> [About this task]: Using the listing below, set down each line from the line containing "one fixed upstream." through the line containing "use cors_gateway::http::HttpServer;", both ends included, exactly and with nothing added.
[Source material Boundary: Start]
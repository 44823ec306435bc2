//! CORS Gateway
//!
//! A small reverse proxy that fronts a browser-facing frontend and forwards
//! its API traffic to one fixed upstream.
//!
//! # Architecture Overview
//!
//! ```text
//!                       ┌──────────────────────────────────────────────────┐
//!                       │                  CORS GATEWAY                     │
//!                       │                                                   │
//!     Client Request    │  ┌────────┐   ┌─────────┐   ┌───────────────┐    │
//!     ──────────────────┼─▶│  cors  │──▶│ routing │──▶│   upstream    │────┼──▶ Upstream
//!                       │  │ policy │   │  table  │   │   forwarder   │    │    API
//!                       │  └────────┘   └────┬────┘   └──────┬────────┘    │
//!                       │                    │               │             │
//!                       │              ┌─────▼─────┐   ┌─────▼────────┐    │
//!     Client Response   │              │  upload   │   │    error     │    │
//!     ◀─────────────────┼──────────────│   relay   │   │  translator  │    │
//!                       │              └───────────┘   └──────────────┘    │
//!                       │                                                   │
//!                       │  ┌────────────────────────────────────────────┐  │
//!                       │  │           Cross-Cutting Concerns            │  │
//!                       │  │  ┌────────┐ ┌────────┐ ┌───────────────┐   │  │
//!                       │  │  │ config │ │ health │ │ observability │   │  │
//!                       │  │  └────────┘ └────────┘ └───────────────┘   │  │
//!                       │  └────────────────────────────────────────────┘  │
//!                       └──────────────────────────────────────────────────┘
//! ```

use std::path::PathBuf;

use clap::Parser;
use tokio::net::TcpListener;
use tracing_subscriber::{layer::SubscriberExt, util::SubscriberInitExt};

use cors_gateway::config::loader;
use cors_gateway::http::HttpServer;
use cors_gateway::lifecycle::Shutdown;
use cors_gateway::observability::metrics;

#[derive(Parser)]
#[command(name = "cors-gateway")]
#[command(about = "CORS-enforcing reverse proxy for a single upstream API", long_about = None)]
struct Cli {
    /// Path to a TOML configuration file. Defaults plus PORT/UPSTREAM_URL
    /// environment overrides are used when omitted.
    #[arg(short, long)]
    config: Option<PathBuf>,
}

#[tokio::main]
async fn main() -> Result<(), Box<dyn std::error::Error>> {
    let cli = Cli::parse();

    // Load configuration once; nothing re-reads the environment per request.
    let config = match &cli.config {
        Some(path) => loader::load_config(path)?,
        None => loader::default_config()?,
    };

    // Initialize tracing subscriber
    tracing_subscriber::registry()
        .with(
            tracing_subscriber::EnvFilter::try_from_default_env().unwrap_or_else(|_| {
                format!(
                    "cors_gateway={},tower_http=debug",
                    config.observability.log_level
                )
                .into()
            }),
        )
        .with(tracing_subscriber::fmt::layer())
        .init();

    tracing::info!("cors-gateway v0.1.0 starting");

    tracing::info!(
        bind_address = %config.listener.bind_address,
        upstream = %config.upstream.base_url,
        cors_mode = ?config.cors.mode,
        upstream_timeout_secs = config.timeouts.upstream_secs,
        "Configuration loaded"
    );

    // Initialize metrics exporter
    if config.observability.metrics_enabled {
        if let Ok(addr) = config.observability.metrics_address.parse() {
            metrics::init_metrics(addr);
        } else {
            tracing::error!(
                metrics_address = %config.observability.metrics_address,
                "Failed to parse metrics address"
            );
        }
    }

    // Bind TCP listener
    let listener = TcpListener::bind(&config.listener.bind_address).await?;
    let local_addr = listener.local_addr()?;

    tracing::info!(
        address = %local_addr,
        "Listening for connections"
    );

    // Create and run HTTP server
    let shutdown = Shutdown::new();
    shutdown.listen_for_ctrl_c();

    let server = HttpServer::new(config)?;
    server.run(listener, shutdown.subscribe()).await?;

    tracing::info!("Shutdown complete");
    Ok(())
}
//! Liveness and diagnostic endpoints.
//!
//! `/health` is a liveness probe: always 200, never touches the upstream.
//! `/api/health` adds the configured upstream target for debugging.
//! `/api/diagnose` runs the active reachability probe.

use std::time::Duration;

use axum::{extract::State, response::IntoResponse, Json};
use chrono::{SecondsFormat, Utc};
use serde_json::json;

use crate::health::probe;
use crate::http::server::AppState;

/// GET /health: process liveness, independent of upstream availability.
pub async fn liveness(State(state): State<AppState>) -> impl IntoResponse {
    Json(json!({
        "status": "ok",
        "service": "cors-gateway",
        "timestamp": Utc::now().to_rfc3339_opts(SecondsFormat::Millis, true),
        "uptime_secs": state.started_at.elapsed().as_secs(),
    }))
}

/// GET /api/health: diagnostic view including the configured upstream.
pub async fn diagnostic(State(state): State<AppState>) -> impl IntoResponse {
    Json(json!({
        "status": "ok",
        "service": "cors-gateway",
        "upstream": state.forwarder.base_url(),
        "cors_mode": state.config.cors.mode,
        "timestamp": Utc::now().to_rfc3339_opts(SecondsFormat::Millis, true),
    }))
}

/// GET /api/diagnose: active reachability probe against the upstream.
pub async fn diagnose(State(state): State<AppState>) -> impl IntoResponse {
    let timeout = Duration::from_secs(state.config.diagnostics.probe_timeout_secs);
    let report = probe::probe_upstream(state.forwarder.base_url(), timeout).await;
    Json(report)
}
[Source material Boundary: End]
> [Solution for this exercise]:
//! its API traffic to one fixed upstream.
//!
//! # Architecture Overview
//!
//! ```text
//!                       ┌──────────────────────────────────────────────────┐
//!                       │                  CORS GATEWAY                     │
//!                       │                                                   │
//!     Client Request    │  ┌────────┐   ┌─────────┐   ┌───────────────┐    │
//!     ──────────────────┼─▶│  cors  │──▶│ routing │──▶│   upstream    │────┼──▶ Upstream
//!                       │  │ policy │   │  table  │   │   forwarder   │    │    API
//!                       │  └────────┘   └────┬────┘   └──────┬────────┘    │
//!                       │                    │               │             │
//!                       │              ┌─────▼─────┐   ┌─────▼────────┐    │
//!     Client Response   │              │  upload   │   │    error     │    │
//!     ◀─────────────────┼──────────────│   relay   │   │  translator  │    │
//!                       │              └───────────┘   └──────────────┘    │
//!                       │                                                   │
//!                       │  ┌────────────────────────────────────────────┐  │
//!                       │  │           Cross-Cutting Concerns            │  │
//!                       │  │  ┌────────┐ ┌────────┐ ┌───────────────┐   │  │
//!                       │  │  │ config │ │ health │ │ observability │   │  │
//!                       │  │  └────────┘ └────────┘ └───────────────┘   │  │
//!                       │  └────────────────────────────────────────────┘  │
//!                       └──────────────────────────────────────────────────┘
//! ```

use std::path::PathBuf;

use clap::Parser;
use tokio::net::TcpListener;
use tracing_subscriber::{layer::SubscriberExt, util::SubscriberInitExt};

use cors_gateway::config::loader;
use cors_gateway::http::HttpServer;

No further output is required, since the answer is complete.